What is lentigo maligna?
Lentigo maligna occurs in sun-damaged skin so is generally found on the bald scalp, face or neck, particularly the nose and cheek of older adults. It grows slowly in diameter over 5–20 years or longer.
What are the clinical features of lentigo maligna?
Lentigo maligna presents as a slowly growing or changing patch of discoloured skin. At first, it often resembles a freckle or benign lentigo. It becomes more distinctive and atypical in time, often growing to several centimetres over several years or even decades. Like other flat forms of melanoma, it can be recognised by the ABCDE rule: Asymmetry, Border irregularity, Colour variation, large Diameter and Evolving.
The clinical characteristics of lentigo maligna include:
- Large size: > 6 mm and often several centimetres in diameter at diagnosis
- An irregular shape
- Variable pigmentation — colours may include light brown or tan, dark brown, pink, red or white
- A smooth surface.
What is lentigo maligna melanoma?
Lentigo maligna melanoma is diagnosed when the malignant melanoma cells have invaded into the dermis and deeper layers of skin. Lentigo maligna has a comparatively low rate of transformation to invasive melanoma (under 5%). The risk of invasive melanoma is greater in larger lesions, with up to 50% of those with a diameter of greater than 4 cm being reported to have an invasive focus.
What are the clinical features of lentigo maligna melanoma?
Invasive melanoma is reported to arise within lentigo maligna in 3–10% of cases. The following features are very suspicious of invasion:
- Thickening of part of the lesion
- An increasing number of colours, especially blue or black
- Ulceration or bleeding
- Itching or stinging.
What are the dermoscopic features of lentigo maligna and lentigo maligna melanoma?
Dermoscopic features of lentigo maligna
- Pseudonetwork on the face: pigmentation arising around prominent facial hair follicles
- Asymmetrical pigmented follicular openings
- Rhomboid structures
- Grey dots/clods (these are the only diagnostic feature in some cases of lentigo maligna)
- Irregular structure
- Variation in colour
- Annular-granular pattern
- Grey circles
- Concentric circles (circles within circles)
- Structureless areas.
Dermoscopic features of lentigo maligna melanoma
Lentigo maligna melanoma shows the dermoscopic features of lentigo maligna and of invasive melanoma.

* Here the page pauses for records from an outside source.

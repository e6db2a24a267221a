// SPDX-License-Identifier: MIT
//! # Scale Plan Computation
//!
//! Two kinds of constraint are supported:
//! 1. **FitWithin**: keep both sides inside a bounding box (resolution cap)
//! 2. **PixelBudget**: keep `w * h` at or below a pixel count (byte-budget heuristic)
//!
//! Both use a single uniform scale factor so the aspect ratio is preserved.

/// Represents a 2D size with width and height in pixels.
#[derive(Clone, Copy, Debug, PartialEq, Eq)]
pub struct Size {
    pub w: u32,
    pub h: u32,
}

impl Size {
    /// Total pixel count.
    pub fn pixels(&self) -> u64 {
        self.w as u64 * self.h as u64
    }
}

/// Defines the size constraint for a scaling operation.
#[derive(Clone, Copy, Debug, PartialEq)]
pub enum ScaleTarget {
    /// Both sides must fit inside this box. The scale factor is the smaller
    /// of the two per-axis factors.
    FitWithin(Size),
    /// Pixel count must not exceed this value. The scale factor is
    /// `sqrt(max_pixels / pixels)`.
    PixelBudget(u64),
}

/// Complete scaling plan computed from input parameters.
#[derive(Clone, Copy, Debug)]
pub struct ScalePlan {
    /// Original input dimensions
    pub input: Size,
    /// Target constraint used for planning
    pub target: ScaleTarget,
    /// Final computed output dimensions
    pub out: Size,
}

impl ScalePlan {
    /// True when the plan leaves the image untouched.
    pub fn is_identity(&self) -> bool {
        self.input == self.out
    }
}

/// Compute a scaling plan for `input` under `target`.
///
/// # Performance
/// O(1) computation with minimal floating-point operations
pub fn build_plan(input: Size, target: ScaleTarget) -> ScalePlan {
    let out = match target {
        ScaleTarget::FitWithin(bounds) => fit_within(input, bounds),
        ScaleTarget::PixelBudget(max_pixels) => fit_pixel_budget(input, max_pixels),
    };
    ScalePlan { input, target, out }
}

/// Fit image within a bounding box while preserving aspect ratio.
/// Never upscales.
fn fit_within(input: Size, bounds: Size) -> Size {
    if input.w <= bounds.w && input.h <= bounds.h {
        return input;
    }
    let s = (bounds.w as f64 / input.w as f64).min(bounds.h as f64 / input.h as f64);
    scale_by(input, s)
}

/// Shrink so the pixel count stays at or below `max_pixels`.
/// Never upscales.
fn fit_pixel_budget(input: Size, max_pixels: u64) -> Size {
    let pixels = input.pixels();
    if pixels <= max_pixels {
        return input;
    }
    let s = (max_pixels as f64 / pixels as f64).sqrt();
    scale_by(input, s)
}

fn scale_by(input: Size, s: f64) -> Size {
    Size {
        w: ((input.w as f64 * s) as u32).max(1),
        h: ((input.h as f64 * s) as u32).max(1),
    }
}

In the absence of a pigment network, there may be amelanotic areas and irregular blotches.
Annular granular pattern and rhomboids seen in dermoscopy of lentigo maligna melanoma Pseudonetwork, structureless areas, grey and concentric circles seen in dermoscopy of lentigo maligna melanoma Perpendicular white lines and an irregular blotch with streaking seen in dermoscopy of lentigo maligna melanoma, Breslow 0.95 mm
Annular granular pattern and rhomboids seen in dermoscopy of lentigo maligna melanoma
Pseudonetwork, structureless areas, grey and concentric circles seen in dermoscopy of lentigo maligna melanoma
Perpendicular white lines and an irregular blotch with streaking seen in dermoscopy of lentigo maligna melanoma, Breslow 0.95 mm
What is the dermoscopic differential diagnosis of lentigo maligna and lentigo maligna melanoma?
The dermoscopic differential diagnosis of lentigo maligna and lentigo maligna melanoma includes:
- Seborrhoeic keratosis
- Solar lentigo
- Lichen planus-like keratosis (LPLK), regressing lesion. Grey dots tend to be coarser and more evenly distributed in LPLK and finer and more irregular in lentigo maligna
- Pigmented actinic keratosis
- Melanocytic naevus
- Superficial spreading melanoma and other subtypes of melanoma.
What is the histological explanation for the dermoscopic features of lentigo maligna and lentigo maligna melanoma?
Lentigo maligna is a proliferation of malignant melanocytes along the basal layer of the epidermis and within the hair follicle.
Grey dots are formed by melanin in melanophages in the papillary dermis.
Asymmetrical pigmented follicular openings
Asymmetrical pigmented follicular openings are formed by melanophages within the hair follicle. Atypical melanocytes as single units or small nests extend along the circumference of the follicular epithelium.
Rhomboid structures are created by the merging of asymmetrical pigmented follicular openings.
Structureless areas are caused by the obliteration of the follicular openings.
Grey circles correspond to pigmented melanocytes within follicular infundibula. When melanophages are prominent, circles may appear to be comprised of grey dots.
Management of melanoma is evolving. For up to date recommendations, refer to Australian Cancer Council Clinical practice guidelines for the diagnosis and management of melanoma.